> PROBLEM
Everything in the records below should be set down again, word for word.
<<<<
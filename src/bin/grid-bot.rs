// Ladder Grid Bot - CLI
// Single entry point for running sessions and inspecting the trade ledger

use clap::{Args, Parser, Subcommand};
use rust_decimal::Decimal;
use tracing::{error, info, warn};

use ladder_grid_bot::logging::init_logging;
use ladder_grid_bot::{AppConfig, ConfigError, SessionConfig};

// Load command modules from cli directory
#[path = "../cli/ledger_commands.rs"]
mod ledger_commands;
#[path = "../cli/session_commands.rs"]
mod session_commands;

#[derive(Parser)]
#[command(name = "grid-bot")]
#[command(version)]
#[command(about = "Ladder grid trading bot for BitoPro", long_about = None)]
struct Cli {
    /// Enable verbose logging
    #[arg(short, long, global = true)]
    verbose: bool,

    /// Configuration file path
    #[arg(short, long, global = true, default_value = "config.toml")]
    config: String,

    #[command(subcommand)]
    command: Commands,
}

#[derive(Subcommand)]
enum Commands {
    /// Write a starter config file
    Init {
        /// Overwrite an existing config
        #[arg(long)]
        force: bool,
    },

    /// Run a grid session until Ctrl-C
    Run(RunArgs),

    /// Realized FIFO profit for a pair
    Profit {
        /// Trading pair, e.g. btc_twd
        pair: String,
    },

    /// Open position and unconsumed buy lots for a pair
    Position {
        /// Trading pair, e.g. btc_twd
        pair: String,
    },

    /// List recent session runs
    Runs {
        /// Number of runs to show
        #[arg(short, long, default_value = "20")]
        limit: usize,
    },

    /// Database and credential health checks
    Status,
}

#[derive(Args)]
pub struct RunArgs {
    /// Trading pair, e.g. btc_twd
    #[arg(short, long)]
    pub pair: String,

    /// Base quantity per order
    #[arg(short, long)]
    pub order_size: Decimal,

    /// Sell spacing as a fraction (0.01 = 1%)
    #[arg(long, default_value = "0.01")]
    pub step_up: Decimal,

    /// Buy spacing as a fraction (0.01 = 1%)
    #[arg(long, default_value = "0.01")]
    pub step_down: Decimal,

    /// Orders per side
    #[arg(short = 'n', long, default_value = "3")]
    pub trade_count: u32,

    /// Re-centre the ladder when the price moves this much between checks
    #[arg(long, default_value = "0.03")]
    pub reset_threshold: Decimal,

    /// Stop the session when the price moves this much between checks
    #[arg(long, default_value = "0.1")]
    pub cancel_threshold: Decimal,

    /// Paper trade against live BitoPro prices
    #[arg(short, long)]
    pub dry_run: bool,

    /// Seconds between status lines
    #[arg(long, default_value = "60")]
    pub status_every: u64,
}

impl RunArgs {
    pub fn session_config(&self) -> SessionConfig {
        SessionConfig {
            pair: self.pair.clone(),
            order_size: self.order_size,
            step_up: self.step_up,
            step_down: self.step_down,
            trade_count: self.trade_count,
            reset_threshold: self.reset_threshold,
            cancel_threshold: self.cancel_threshold,
        }
    }
}

#[tokio::main]
async fn main() -> Result<(), Box<dyn std::error::Error>> {
    let cli = Cli::parse();

    // Logging first, with the configured level when the config is readable
    let configured_level = AppConfig::from_file(&cli.config)
        .map(|c| c.logging.level)
        .unwrap_or_else(|_| "info".to_string());
    init_logging(&configured_level, cli.verbose);

    info!("🚀 Ladder Grid Bot v{}", env!("CARGO_PKG_VERSION"));
    info!("📁 Config: {}", cli.config);

    let result = match cli.command {
        // Init doesn't require config (it creates it)
        Commands::Init { force } => init_workspace(&cli.config, force),
        Commands::Run(args) => {
            let config = load_config_or_exit(&cli.config);
            session_commands::run_session(args, config).await
        }
        Commands::Profit { pair } => {
            let config = load_config_or_exit(&cli.config);
            ledger_commands::show_profit(&config, &pair)
        }
        Commands::Position { pair } => {
            let config = load_config_or_exit(&cli.config);
            ledger_commands::show_position(&config, &pair)
        }
        Commands::Runs { limit } => {
            let config = load_config_or_exit(&cli.config);
            ledger_commands::show_runs(&config, limit)
        }
        Commands::Status => {
            let config = load_config_or_exit(&cli.config);
            ledger_commands::show_status(&config)
        }
    };

    if let Err(e) = result {
        error!("❌ {}", e.user_message());
        std::process::exit(1);
    }
    Ok(())
}

/// Load config or exit with helpful error message
fn load_config_or_exit(path: &str) -> AppConfig {
    match AppConfig::from_file(path) {
        Ok(config) => config,
        Err(e) => {
            error!("❌ Configuration Error");
            error!("{}", e);

            if matches!(e, ConfigError::FileNotFound(_)) {
                error!("");
                error!("💡 Quick fix:");
                error!("   1. Run: grid-bot init");
                error!("   2. Edit config.toml with your BitoPro API key, secret and email");
                error!("   3. Try again");
            }

            std::process::exit(1);
        }
    }
}

fn init_workspace(config_path: &str, force: bool) -> ladder_grid_bot::TradingResult<()> {
    use std::fs;

    info!("🔧 Initializing workspace...");
    fs::create_dir_all("data")?;

    if std::path::Path::new(config_path).exists() && !force {
        warn!("⚠️  {} already exists, skipping (use --force to overwrite)", config_path);
    } else {
        let default_config = include_str!("../../config.toml.example");
        fs::write(config_path, default_config)?;
        info!("📝 Created {}", config_path);
    }

    info!("✅ Workspace initialized successfully!");
    info!("💡 Next steps:");
    info!("   1. Edit config.toml (or export BITOPRO_API_KEY, BITOPRO_API_SECRET, BITOPRO_IDENTITY)");
    info!("   2. Run: grid-bot run --pair btc_twd --order-size 0.0001 --dry-run");

    Ok(())
}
>>>>
> RESPONSE TO THE TASK
filename src/bin/grid-bot.rs
// Ladder Grid Bot - CLI
// Single entry point for running sessions and inspecting the trade ledger

use clap::{Args, Parser, Subcommand};
use rust_decimal::Decimal;
use tracing::{error, info, warn};

use ladder_grid_bot::logging::init_logging;
use ladder_grid_bot::{AppConfig, ConfigError, SessionConfig};

// Load command modules from cli directory
#[path = "../cli/ledger_commands.rs"]
mod ledger_commands;
#[path = "../cli/session_commands.rs"]
mod session_commands;

#[derive(Parser)]
#[command(name = "grid-bot")]
#[command(version)]
#[command(about = "Ladder grid trading bot for BitoPro", long_about = None)]
struct Cli {
    /// Enable verbose logging
    #[arg(short, long, global = true)]
    verbose: bool,

    /// Configuration file path
    #[arg(short, long, global = true, default_value = "config.toml")]
    config: String,

    #[command(subcommand)]
    command: Commands,
}

#[derive(Subcommand)]
enum Commands {
    /// Write a starter config file
    Init {
        /// Overwrite an existing config
        #[arg(long)]
        force: bool,
    },

    /// Run a grid session until Ctrl-C
    Run(RunArgs),

    /// Realized FIFO profit for a pair
    Profit {
        /// Trading pair, e.g. btc_twd
        pair: String,
    },

    /// Open position and unconsumed buy lots for a pair
    Position {
        /// Trading pair, e.g. btc_twd
        pair: String,
    },

    /// List recent session runs
    Runs {
        /// Number of runs to show
        #[arg(short, long, default_value = "20")]
        limit: usize,
    },

    /// Database and credential health checks
    Status,
}

#[derive(Args)]
pub struct RunArgs {
    /// Trading pair, e.g. btc_twd
    #[arg(short, long)]
    pub pair: String,

    /// Base quantity per order
    #[arg(short, long)]
    pub order_size: Decimal,

    /// Sell spacing as a fraction (0.01 = 1%)
    #[arg(long, default_value = "0.01")]
    pub step_up: Decimal,

    /// Buy spacing as a fraction (0.01 = 1%)
    #[arg(long, default_value = "0.01")]
    pub step_down: Decimal,

    /// Orders per side
    #[arg(short = 'n', long, default_value = "3")]
    pub trade_count: u32,

    /// Re-centre the ladder when the price moves this much between checks
    #[arg(long, default_value = "0.03")]
    pub reset_threshold: Decimal,

    /// Stop the session when the price moves this much between checks
    #[arg(long, default_value = "0.1")]
    pub cancel_threshold: Decimal,

    /// Paper trade against live BitoPro prices
    #[arg(short, long)]
    pub dry_run: bool,

    /// Seconds between status lines
    #[arg(long, default_value = "60")]
    pub status_every: u64,
}

impl RunArgs {
    pub fn session_config(&self) -> SessionConfig {
        SessionConfig {
            pair: self.pair.clone(),
            order_size: self.order_size,
            step_up: self.step_up,
            step_down: self.step_down,
            trade_count: self.trade_count,
            reset_threshold: self.reset_threshold,
            cancel_threshold: self.cancel_threshold,
        }
    }
}

#[tokio::main]
async fn main() -> Result<(), Box<dyn std::error::Error>> {
    let cli = Cli::parse();

    // Logging first, with the configured level when the config is readable
    let configured_level = AppConfig::from_file(&cli.config)
        .map(|c| c.logging.level)
        .unwrap_or_else(|_| "info".to_string());
    init_logging(&configured_level, cli.verbose);

    info!("🚀 Ladder Grid Bot v{}", env!("CARGO_PKG_VERSION"));
    info!("📁 Config: {}", cli.config);

    let result = match cli.command {
        // Init doesn't require config (it creates it)
        Commands::Init { force } => init_workspace(&cli.config, force),
        Commands::Run(args) => {
            let config = load_config_or_exit(&cli.config);
            session_commands::run_session(args, config).await
        }
        Commands::Profit { pair } => {
            let config = load_config_or_exit(&cli.config);
            ledger_commands::show_profit(&config, &pair)
        }
        Commands::Position { pair } => {
            let config = load_config_or_exit(&cli.config);
            ledger_commands::show_position(&config, &pair)
        }
        Commands::Runs { limit } => {
            let config = load_config_or_exit(&cli.config);
            ledger_commands::show_runs(&config, limit)
        }
        Commands::Status => {
            let config = load_config_or_exit(&cli.config);
            ledger_commands::show_status(&config)
        }
    };

    if let Err(e) = result {
        error!("❌ {}", e.user_message());
        std::process::exit(1);
    }
    Ok(())
}

/// Load config or exit with helpful error message
fn load_config_or_exit(path: &str) -> AppConfig {
    match AppConfig::from_file(path) {
        Ok(config) => config,
        Err(e) => {
            error!("❌ Configuration Error");
            error!("{}", e);

            if matches!(e, ConfigError::FileNotFound(_)) {
                error!("");
                error!("💡 Quick fix:");
                error!("   1. Run: grid-bot init");
                error!("   2. Edit config.toml with your BitoPro API key, secret and email");
                error!("   3. Try again");
            }

            std::process::exit(1);
        }
    }
}

fn init_workspace(config_path: &str, force: bool) -> ladder_grid_bot::TradingResult<()> {
    use std::fs;

    info!("🔧 Initializing workspace...");
    fs::create_dir_all("data")?;

    if std::path::Path::new(config_path).exists() && !force {
        warn!("⚠️  {} already exists, skipping (use --force to overwrite)", config_path);
    } else {
        let default_config = include_str!("../../config.toml.example");
        fs::write(config_path, default_config)?;
        info!("📝 Created {}", config_path);
    }

    info!("✅ Workspace initialized successfully!");
    info!("💡 Next steps:");
    info!("   1. Edit config.toml (or export BITOPRO_API_KEY, BITOPRO_API_SECRET, BITOPRO_IDENTITY)");
    info!("   2. Run: grid-bot run --pair btc_twd --order-size 0.0001 --dry-run");

    Ok(())
}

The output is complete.